» **Directions for this task**:
Output only the lines below that start at the line containing "in the log." and end at the line containing "a unique violation", with both ends kept.

(Extracted records)
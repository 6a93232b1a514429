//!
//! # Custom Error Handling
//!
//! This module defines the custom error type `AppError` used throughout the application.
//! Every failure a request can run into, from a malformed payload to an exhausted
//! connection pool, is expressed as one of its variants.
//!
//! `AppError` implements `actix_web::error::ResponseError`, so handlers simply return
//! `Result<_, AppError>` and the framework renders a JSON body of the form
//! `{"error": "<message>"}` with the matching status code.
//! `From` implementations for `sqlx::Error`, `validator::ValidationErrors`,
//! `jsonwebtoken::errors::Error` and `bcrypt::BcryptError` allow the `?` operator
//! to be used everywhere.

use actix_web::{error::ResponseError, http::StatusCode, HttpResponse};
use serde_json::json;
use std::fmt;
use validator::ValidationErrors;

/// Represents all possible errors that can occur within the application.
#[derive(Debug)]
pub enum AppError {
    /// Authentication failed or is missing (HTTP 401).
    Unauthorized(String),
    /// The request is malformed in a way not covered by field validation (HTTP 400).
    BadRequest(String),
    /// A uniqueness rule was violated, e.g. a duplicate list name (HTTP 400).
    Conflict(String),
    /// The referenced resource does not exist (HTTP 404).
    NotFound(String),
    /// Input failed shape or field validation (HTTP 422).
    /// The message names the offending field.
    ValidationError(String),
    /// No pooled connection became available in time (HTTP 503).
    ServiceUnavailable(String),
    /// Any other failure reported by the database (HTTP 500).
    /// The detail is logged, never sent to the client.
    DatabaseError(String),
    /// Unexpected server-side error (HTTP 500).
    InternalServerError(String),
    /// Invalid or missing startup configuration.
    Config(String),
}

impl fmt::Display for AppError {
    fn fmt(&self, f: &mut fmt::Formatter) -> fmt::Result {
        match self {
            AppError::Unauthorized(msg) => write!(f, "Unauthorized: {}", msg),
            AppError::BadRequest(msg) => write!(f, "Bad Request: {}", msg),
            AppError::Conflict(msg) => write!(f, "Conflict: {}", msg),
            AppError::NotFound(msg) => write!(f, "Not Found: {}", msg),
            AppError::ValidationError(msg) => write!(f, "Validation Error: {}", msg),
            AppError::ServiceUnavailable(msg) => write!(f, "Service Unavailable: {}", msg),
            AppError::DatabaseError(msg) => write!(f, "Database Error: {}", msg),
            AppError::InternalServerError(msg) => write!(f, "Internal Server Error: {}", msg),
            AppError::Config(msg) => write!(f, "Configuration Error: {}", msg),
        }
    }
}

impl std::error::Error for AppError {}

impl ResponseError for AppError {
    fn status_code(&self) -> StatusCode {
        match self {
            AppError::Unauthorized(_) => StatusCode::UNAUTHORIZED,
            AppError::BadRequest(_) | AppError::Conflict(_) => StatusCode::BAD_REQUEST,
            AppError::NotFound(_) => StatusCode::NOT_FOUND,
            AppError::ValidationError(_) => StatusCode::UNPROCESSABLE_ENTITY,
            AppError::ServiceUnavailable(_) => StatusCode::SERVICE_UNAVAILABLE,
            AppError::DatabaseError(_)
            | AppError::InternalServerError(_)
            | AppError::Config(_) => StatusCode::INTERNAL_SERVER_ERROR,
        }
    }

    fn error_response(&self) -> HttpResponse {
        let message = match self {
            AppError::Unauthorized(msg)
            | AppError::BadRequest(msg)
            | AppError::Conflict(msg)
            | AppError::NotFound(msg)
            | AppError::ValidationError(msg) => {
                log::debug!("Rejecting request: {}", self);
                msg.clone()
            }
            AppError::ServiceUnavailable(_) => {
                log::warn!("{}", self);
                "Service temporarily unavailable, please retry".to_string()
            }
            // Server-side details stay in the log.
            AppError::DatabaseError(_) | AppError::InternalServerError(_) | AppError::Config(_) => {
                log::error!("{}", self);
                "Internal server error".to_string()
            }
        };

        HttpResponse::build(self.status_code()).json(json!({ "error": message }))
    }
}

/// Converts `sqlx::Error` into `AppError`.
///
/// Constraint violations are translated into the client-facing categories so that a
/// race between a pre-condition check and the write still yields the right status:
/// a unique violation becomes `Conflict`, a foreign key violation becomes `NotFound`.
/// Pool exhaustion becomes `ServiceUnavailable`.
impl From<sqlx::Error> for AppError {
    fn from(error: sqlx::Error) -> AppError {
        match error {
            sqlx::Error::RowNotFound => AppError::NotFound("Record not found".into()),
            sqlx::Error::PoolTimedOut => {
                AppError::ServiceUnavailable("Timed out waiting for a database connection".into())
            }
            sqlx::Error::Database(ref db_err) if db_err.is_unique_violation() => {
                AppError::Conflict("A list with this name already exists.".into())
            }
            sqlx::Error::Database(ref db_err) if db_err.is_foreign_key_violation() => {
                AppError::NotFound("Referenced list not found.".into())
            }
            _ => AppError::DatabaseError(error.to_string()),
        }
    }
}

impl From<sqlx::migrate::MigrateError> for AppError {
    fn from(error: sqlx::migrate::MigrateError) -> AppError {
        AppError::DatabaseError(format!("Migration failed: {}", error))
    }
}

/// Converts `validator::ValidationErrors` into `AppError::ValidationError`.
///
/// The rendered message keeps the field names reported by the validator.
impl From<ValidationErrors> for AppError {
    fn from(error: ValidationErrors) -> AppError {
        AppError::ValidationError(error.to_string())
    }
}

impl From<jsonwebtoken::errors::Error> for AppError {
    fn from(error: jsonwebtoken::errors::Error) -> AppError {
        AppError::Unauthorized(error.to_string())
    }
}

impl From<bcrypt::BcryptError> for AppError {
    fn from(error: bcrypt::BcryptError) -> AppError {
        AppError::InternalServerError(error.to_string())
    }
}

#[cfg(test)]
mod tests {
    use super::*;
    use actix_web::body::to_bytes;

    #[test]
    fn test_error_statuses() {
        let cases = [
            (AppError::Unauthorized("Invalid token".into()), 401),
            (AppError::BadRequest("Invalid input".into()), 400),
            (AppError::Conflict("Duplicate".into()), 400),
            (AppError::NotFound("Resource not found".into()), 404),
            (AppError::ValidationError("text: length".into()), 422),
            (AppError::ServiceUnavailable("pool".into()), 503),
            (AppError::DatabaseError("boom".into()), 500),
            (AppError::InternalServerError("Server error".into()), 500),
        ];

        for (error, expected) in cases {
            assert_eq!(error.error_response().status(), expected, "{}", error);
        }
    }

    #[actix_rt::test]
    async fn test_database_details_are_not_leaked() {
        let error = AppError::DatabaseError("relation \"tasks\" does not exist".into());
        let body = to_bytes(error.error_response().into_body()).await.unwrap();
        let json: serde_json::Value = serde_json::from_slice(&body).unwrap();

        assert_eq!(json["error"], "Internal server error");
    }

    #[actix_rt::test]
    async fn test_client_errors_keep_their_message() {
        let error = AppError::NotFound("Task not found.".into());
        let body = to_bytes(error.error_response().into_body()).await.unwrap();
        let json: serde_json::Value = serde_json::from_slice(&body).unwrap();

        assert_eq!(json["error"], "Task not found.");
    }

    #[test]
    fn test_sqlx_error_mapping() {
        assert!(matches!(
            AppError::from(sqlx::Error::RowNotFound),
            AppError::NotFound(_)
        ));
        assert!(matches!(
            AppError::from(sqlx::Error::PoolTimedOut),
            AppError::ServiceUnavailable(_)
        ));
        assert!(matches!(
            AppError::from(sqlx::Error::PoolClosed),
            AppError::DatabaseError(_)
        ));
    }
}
* * *
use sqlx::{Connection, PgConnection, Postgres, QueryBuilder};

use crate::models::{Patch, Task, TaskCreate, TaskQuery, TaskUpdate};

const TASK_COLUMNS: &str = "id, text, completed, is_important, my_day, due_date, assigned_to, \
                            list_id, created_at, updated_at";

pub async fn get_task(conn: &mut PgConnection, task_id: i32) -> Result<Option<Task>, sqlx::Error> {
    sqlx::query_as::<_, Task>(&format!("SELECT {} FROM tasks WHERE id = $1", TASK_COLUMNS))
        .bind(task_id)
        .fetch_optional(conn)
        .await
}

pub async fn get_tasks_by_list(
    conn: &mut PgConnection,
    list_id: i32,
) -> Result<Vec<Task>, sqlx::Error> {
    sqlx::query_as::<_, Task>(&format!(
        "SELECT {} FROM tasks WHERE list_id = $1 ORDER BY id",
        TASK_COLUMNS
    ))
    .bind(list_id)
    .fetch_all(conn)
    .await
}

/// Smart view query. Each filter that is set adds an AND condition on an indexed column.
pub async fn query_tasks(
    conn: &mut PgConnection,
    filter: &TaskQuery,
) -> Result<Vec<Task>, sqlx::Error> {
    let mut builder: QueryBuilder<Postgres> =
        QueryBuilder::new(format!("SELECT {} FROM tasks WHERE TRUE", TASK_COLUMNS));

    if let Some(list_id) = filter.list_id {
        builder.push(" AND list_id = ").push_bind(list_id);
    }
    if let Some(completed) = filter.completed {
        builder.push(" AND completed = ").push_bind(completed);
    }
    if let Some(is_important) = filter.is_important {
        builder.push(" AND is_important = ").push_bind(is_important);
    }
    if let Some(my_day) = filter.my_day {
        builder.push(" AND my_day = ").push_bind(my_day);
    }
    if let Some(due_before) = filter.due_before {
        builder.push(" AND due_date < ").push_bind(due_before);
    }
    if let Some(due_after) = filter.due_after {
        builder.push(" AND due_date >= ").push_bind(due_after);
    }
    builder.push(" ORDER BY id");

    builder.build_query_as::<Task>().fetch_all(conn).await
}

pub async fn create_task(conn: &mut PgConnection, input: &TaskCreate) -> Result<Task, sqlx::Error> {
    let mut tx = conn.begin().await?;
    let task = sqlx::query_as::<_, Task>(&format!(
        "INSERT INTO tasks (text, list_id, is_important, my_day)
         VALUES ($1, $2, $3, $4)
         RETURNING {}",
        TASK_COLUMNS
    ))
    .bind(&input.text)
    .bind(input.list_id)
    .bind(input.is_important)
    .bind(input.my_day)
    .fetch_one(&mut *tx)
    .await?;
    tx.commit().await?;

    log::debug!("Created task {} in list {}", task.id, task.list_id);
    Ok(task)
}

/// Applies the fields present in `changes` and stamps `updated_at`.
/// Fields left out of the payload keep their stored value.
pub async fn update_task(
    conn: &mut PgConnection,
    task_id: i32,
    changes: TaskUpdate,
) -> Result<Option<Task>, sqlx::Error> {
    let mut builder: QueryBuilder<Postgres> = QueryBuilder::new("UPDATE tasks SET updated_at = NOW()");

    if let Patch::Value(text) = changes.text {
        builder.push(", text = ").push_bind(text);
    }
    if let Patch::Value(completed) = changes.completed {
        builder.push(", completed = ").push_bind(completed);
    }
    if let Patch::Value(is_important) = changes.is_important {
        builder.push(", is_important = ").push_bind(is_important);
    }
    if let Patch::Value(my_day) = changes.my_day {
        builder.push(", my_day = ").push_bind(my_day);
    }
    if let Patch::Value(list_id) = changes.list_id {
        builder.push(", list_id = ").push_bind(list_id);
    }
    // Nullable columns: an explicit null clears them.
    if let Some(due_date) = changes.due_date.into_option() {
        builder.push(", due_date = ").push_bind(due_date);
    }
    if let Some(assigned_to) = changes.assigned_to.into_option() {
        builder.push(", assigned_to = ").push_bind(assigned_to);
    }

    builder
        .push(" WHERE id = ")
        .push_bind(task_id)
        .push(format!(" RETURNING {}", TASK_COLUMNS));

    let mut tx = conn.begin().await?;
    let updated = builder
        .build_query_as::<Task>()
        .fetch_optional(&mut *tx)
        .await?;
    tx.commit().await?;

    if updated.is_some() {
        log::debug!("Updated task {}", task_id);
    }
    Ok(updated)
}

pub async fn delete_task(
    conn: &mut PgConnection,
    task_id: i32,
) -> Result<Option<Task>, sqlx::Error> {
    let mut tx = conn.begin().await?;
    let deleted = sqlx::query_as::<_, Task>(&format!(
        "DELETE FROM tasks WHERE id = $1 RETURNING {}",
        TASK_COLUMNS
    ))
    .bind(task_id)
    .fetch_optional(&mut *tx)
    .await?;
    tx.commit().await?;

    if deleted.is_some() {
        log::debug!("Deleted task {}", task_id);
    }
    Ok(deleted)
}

» **Solved exercise**:
            // Server-side details stay in the log.
            AppError::DatabaseError(_) | AppError::InternalServerError(_) | AppError::Config(_) => {
                log::error!("{}", self);
                "Internal server error".to_string()
            }
        };

        HttpResponse::build(self.status_code()).json(json!({ "error": message }))
    }
}

/// Converts `sqlx::Error` into `AppError`.
///
/// Constraint violations are translated into the client-facing categories so that a
/// race between a pre-condition check and the write still yields the right status:
/// a unique violation becomes `Conflict`, a foreign key violation becomes `NotFound`.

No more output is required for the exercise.